Ego and Advent

Unbridled ego can really mess things up. It causes us to elevate ourselves at the expense of others. It locks onto others’ issues—their shortcomings and deficiencies—and keeps us from seeing or addressing our own. It stops us from apologizing when we’re wrong and seeking reconciliation in relationships that have become estranged.  It causes us to resist correction—both from God and those who care about us—and allows us to justify attitudes and behavior that are not God-honoring. It causes us to deal with others harshly rather than gently.  It causes us to choose truth over grace, rather than seek to balance the two, in our interactions.  It is truly at the root of all manner of destructive behavior.

What does ego have to do with Christmas and what can we learn about humility from the Incarnation of Jesus?  Think about this:  Many of us won’t walk across the street … or pick up the phone and make a call … or take the time to write a note to apologize to someone we’ve wronged.  But the God of the universe left heaven and became one of us to bring reconciliation between us and Him—even though we were the ones who created the chasm in the first place.

To be humble, says Paul, is to be like God and imitate what He did in the incarnation.  Listen to what he says in his letter to the Philippians:

Therefore if you have any encouragement from being united with Christ, if any comfort from his love, if any common sharing in the Spirit, if any tenderness and compassion, then make my joy complete by being like-minded, having the same love, being one in spirit and of one mind. Do nothing out of selfish ambition or vain conceit. Rather, in humility value others above yourselves, not looking to your own interests but each of you to the interests of the others.

In your relationships with one another, have the same mindset as Christ Jesus: Who, being in very nature God, did not consider equality with God something to be used to his own advantage; rather, he made himself nothing by taking the very nature of a servant, being made in human likeness. And being found in appearance as a man, he humbled himself by becoming obedient to death—even death on a cross! (Philippians 2:1-8).

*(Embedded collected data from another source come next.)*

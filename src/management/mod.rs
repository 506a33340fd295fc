mod report;
mod store;

pub use report::RunReportManager;
pub use store::PosterStore;
pub use store::StoreError;
pub use store::parse_artifact_name;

That puts humility and ego in perspective.  And Paul seems to be making a couple of points in these words: (1) It is our pride and ego that keeps us from humility, and (2) it is humility that most mirrors and reflects the nature and heart of God.  Jesus himself said in Matthew 11:29, "I am gentle and humble of heart." But over the years I’ve met a lot of people who profess to be followers of His to whom those two adjectives would not apply.  Humility and gentleness are not cornerstones of how the interact with, and relate to, others.

Here’s the fundamental issue with pride and ego—it puts me before them.  It causes me to disregard and dismiss the needs and concerns of others—particularly those I consider to be different from me or “less than”.  It makes me much more likely to brush aside or snub others’ concerns and minimize or trivialize their issues.  It causes me to fixate and focus on myself and diminish the circumstances and life issues of others.  Ego and pride essentially sets me apart and causes me to disengage from others while humility compels me to initiate connection and seek to engage with them.  Ego and pride creates distance and/or builds a wall while humility seeks to span the divide.

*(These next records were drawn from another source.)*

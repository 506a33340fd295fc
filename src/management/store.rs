use std::{
    fmt, io,
    path::{Path, PathBuf},
};

use crate::{
    types::{Artifact, Identifier, Poster, ReviewItem, artifact_file_name},
    warning,
};

#[derive(Debug)]
pub enum StoreError {
    Io(io::Error),
}

impl fmt::Display for StoreError {
    fn fmt(&self, f: &mut fmt::Formatter<'_>) -> fmt::Result {
        match self {
            Self::Io(err) => write!(f, "poster directory error: {err}"),
        }
    }
}

impl std::error::Error for StoreError {
    fn source(&self) -> Option<&(dyn std::error::Error + 'static)> {
        match self {
            Self::Io(err) => Some(err),
        }
    }
}

impl From<io::Error> for StoreError {
    fn from(err: io::Error) -> Self {
        StoreError::Io(err)
    }
}

/// The output directory holding all poster files.
///
/// Files are named after their identifier, `tt0111161.jpg` for a single
/// poster and `tt0111161.2.jpg` for the second of several candidates.
/// Dotfiles are never touched, which also hides the `.part` files used while
/// a save is in progress.
///
/// # Example
///
/// ```
/// let store = PosterStore::new(PathBuf::from("posters"));
/// store.ensure().await?;
/// let saved = store.save(&identifier, &poster_set.posters).await?;
/// ```
pub struct PosterStore {
    dir: PathBuf,
}

impl PosterStore {
    pub fn new(dir: PathBuf) -> Self {
        Self { dir }
    }

    pub fn dir(&self) -> &Path {
        &self.dir
    }

    /// Creates the output directory and its parents if they are missing.
    ///
    /// # Errors
    ///
    /// Returns [`StoreError::Io`] if the directory cannot be created, e.g.
    /// because a regular file already has its name.
    pub async fn ensure(&self) -> Result<(), StoreError> {
        async_fs::create_dir_all(&self.dir).await?;
        Ok(())
    }

    /// Final location of a poster file.
    ///
    /// # Arguments
    ///
    /// * `identifier` - Code the poster belongs to
    /// * `candidate` - Candidate number, `None` for the plain `<id>.<ext>` name
    /// * `extension` - File extension without the dot
    pub fn path_for(&self, identifier: &Identifier, candidate: Option<u32>, extension: &str) -> PathBuf {
        self.dir
            .join(artifact_file_name(identifier, candidate, extension))
    }

    /// Writes all posters of one identifier, or none of them.
    ///
    /// A single poster is saved as `<id>.<ext>`, several as `<id>.<n>.<ext>`.
    /// Every poster is first written to a hidden `.part` file next to its
    /// final name; only when all of them are on disk are they renamed into
    /// place. Existing files with the same final name are replaced.
    ///
    /// # Arguments
    ///
    /// * `identifier` - Code the posters belong to
    /// * `posters` - Downloaded candidates in page order
    ///
    /// # Returns
    ///
    /// The saved artifacts in candidate order.
    ///
    /// # Errors
    ///
    /// Returns [`StoreError::Io`] if any write or rename fails. Staged files
    /// and posters already renamed by this call are removed again before
    /// returning, so a failed save leaves no new poster behind.
    pub async fn save(&self, identifier: &Identifier, posters: &[Poster]) -> Result<Vec<Artifact>, StoreError> {
        let numbered = posters.len() > 1;
        let mut staged: Vec<(PathBuf, Artifact)> = Vec::with_capacity(posters.len());

        for (index, poster) in posters.iter().enumerate() {
            let candidate = numbered.then_some(index as u32 + 1);
            let path = self.path_for(identifier, candidate, &poster.extension);
            let part = temp_path(&path);

            if let Err(e) = async_fs::write(&part, &poster.bytes).await {
                discard_paths(staged.iter().map(|(p, _)| p).chain([&part])).await;
                return Err(e.into());
            }

            staged.push((
                part,
                Artifact {
                    identifier: identifier.clone(),
                    candidate,
                    extension: poster.extension.clone(),
                    path,
                },
            ));
        }

        let mut saved: Vec<Artifact> = Vec::with_capacity(staged.len());
        for (index, (part, artifact)) in staged.iter().enumerate() {
            if let Err(e) = async_fs::rename(part, &artifact.path).await {
                discard_paths(saved.iter().map(|a| &a.path)).await;
                discard_paths(staged[index..].iter().map(|(p, _)| p)).await;
                return Err(e.into());
            }
            saved.push(artifact.clone());
        }

        Ok(saved)
    }

    /// Lists every poster in the directory, sorted by identifier and candidate.
    ///
    /// Dotfiles are ignored, other files that do not follow the naming scheme
    /// produce a warning. A missing directory yields an empty list.
    ///
    /// # Errors
    ///
    /// Returns [`StoreError::Io`] if the directory exists but cannot be read.
    pub async fn artifacts(&self) -> Result<Vec<Artifact>, StoreError> {
        let (artifacts, foreign) = self.scan(None).await?;
        for name in foreign {
            warning!("File {} has the wrong name format. Ignoring.", name);
        }
        Ok(artifacts)
    }

    /// Lists the posters of one identifier.
    ///
    /// Unlike [`PosterStore::artifacts`] this stays silent about files that
    /// belong to nobody, it runs once per code during a fetch.
    pub async fn artifacts_for(&self, identifier: &Identifier) -> Result<Vec<Artifact>, StoreError> {
        let (artifacts, _) = self.scan(Some(identifier)).await?;
        Ok(artifacts)
    }

    /// Groups the directory content by identifier for review.
    pub async fn review_items(&self) -> Result<Vec<ReviewItem>, StoreError> {
        let mut items: Vec<ReviewItem> = Vec::new();

        for artifact in self.artifacts().await? {
            if let Some(item) = items
                .last_mut()
                .filter(|item| item.identifier == artifact.identifier)
            {
                item.artifacts.push(artifact);
                continue;
            }

            items.push(ReviewItem {
                identifier: artifact.identifier.clone(),
                artifacts: vec![artifact],
            });
        }

        Ok(items)
    }

    /// Deletes one poster file.
    ///
    /// # Errors
    ///
    /// Returns [`StoreError::Io`] if the file cannot be removed, including
    /// when it is already gone.
    pub async fn remove(&self, artifact: &Artifact) -> Result<(), StoreError> {
        async_fs::remove_file(&artifact.path).await?;
        Ok(())
    }

    /// Renames a numbered candidate to the plain `<id>.<ext>` name.
    ///
    /// An artifact that already carries the plain name is returned as is.
    ///
    /// # Errors
    ///
    /// Returns [`StoreError::Io`] if the rename fails.
    pub async fn promote(&self, artifact: &Artifact) -> Result<Artifact, StoreError> {
        let path = self.path_for(&artifact.identifier, None, &artifact.extension);
        if path != artifact.path {
            async_fs::rename(&artifact.path, &path).await?;
        }

        Ok(Artifact {
            identifier: artifact.identifier.clone(),
            candidate: None,
            extension: artifact.extension.clone(),
            path,
        })
    }

    // Returns parsed artifacts (optionally of one identifier) and the names
    // of files that do not follow the scheme.
    async fn scan(&self, only: Option<&Identifier>) -> Result<(Vec<Artifact>, Vec<String>), StoreError> {
        let mut entries = match tokio::fs::read_dir(&self.dir).await {
            Ok(entries) => entries,
            Err(e) if e.kind() == io::ErrorKind::NotFound => return Ok((Vec::new(), Vec::new())),
            Err(e) => return Err(e.into()),
        };

        let mut artifacts = Vec::new();
        let mut foreign = Vec::new();
        while let Some(entry) = entries.next_entry().await? {
            if !entry.file_type().await?.is_file() {
                continue;
            }

            let name = entry.file_name().to_string_lossy().into_owned();
            if name.starts_with('.') {
                continue;
            }

            match parse_artifact_name(&name) {
                Some((identifier, candidate, extension)) => {
                    if only.is_some_and(|id| *id != identifier) {
                        continue;
                    }
                    artifacts.push(Artifact {
                        identifier,
                        candidate,
                        extension,
                        path: entry.path(),
                    });
                }
                None => foreign.push(name),
            }
        }

        artifacts.sort_by(|a, b| {
            a.identifier
                .cmp(&b.identifier)
                .then(a.candidate.cmp(&b.candidate))
                .then(a.extension.cmp(&b.extension))
        });
        foreign.sort();
        Ok((artifacts, foreign))
    }
}

/// Hidden staging name for a poster being written, `.tt0111161.jpg.part`.
fn temp_path(final_path: &Path) -> PathBuf {
    let name = final_path
        .file_name()
        .map(|n| n.to_string_lossy().into_owned())
        .unwrap_or_default();
    final_path.with_file_name(format!(".{name}.part"))
}

async fn discard_paths<'a, I>(paths: I)
where
    I: IntoIterator<Item = &'a PathBuf>,
{
    for path in paths {
        let _ = async_fs::remove_file(path).await;
    }
}

/// Splits `tt0111161.jpg` or `tt0111161.2.jpg` into its parts.
pub fn parse_artifact_name(name: &str) -> Option<(Identifier, Option<u32>, String)> {
    let parts: Vec<&str> = name.split('.').collect();
    let (id, candidate, ext) = match parts.as_slice() {
        [id, ext] => (*id, None, *ext),
        [id, n, ext] => (*id, Some(n.parse::<u32>().ok()?), *ext),
        _ => return None,
    };

    if ext.is_empty() {
        return None;
    }
    Some((Identifier::parse(id)?, candidate, ext.to_string()))
}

Christmas—the incarnation—is all about God putting aside His prerogatives as creator so He could assist and come to the rescue of those He created.  It is about Him spanning the interminable distance between heaven and earth and coming to us as one of us.  And when you think about it in this light, it is the consummate and ultimate act of humility.

I recently heard a story about a man who bought his wife a precious piece of jewelry for Christmas.  However, in order to have some fun, he wrapped the gift in a series of boxes, each smaller than the previous one, to where she had to open six or seven boxes until she eventually got to the one that contained her gift.  While that’s a creative and rather labor-intensive way to give a gift, it struck me that it’s comparatively easy to put something small in a series of bigger boxes than it is to put something as immense and big as God into a package as miniature and small as a baby.  But He did it—He put something as enormous and extensive as His own nature in a package as delicate and vulnerable as a baby.  And humility was His primary rationale.

The Advent and Christmas season invites us to think deeply about the posture of our own hearts and our willingness to live lives of humility.  For it is humility that allows us to minister as Jesus did.  It is humility that enables us to enter into the humanity of others.  It is humility that enables our lives to be compelling and have influence. But pride and ego kills all of that.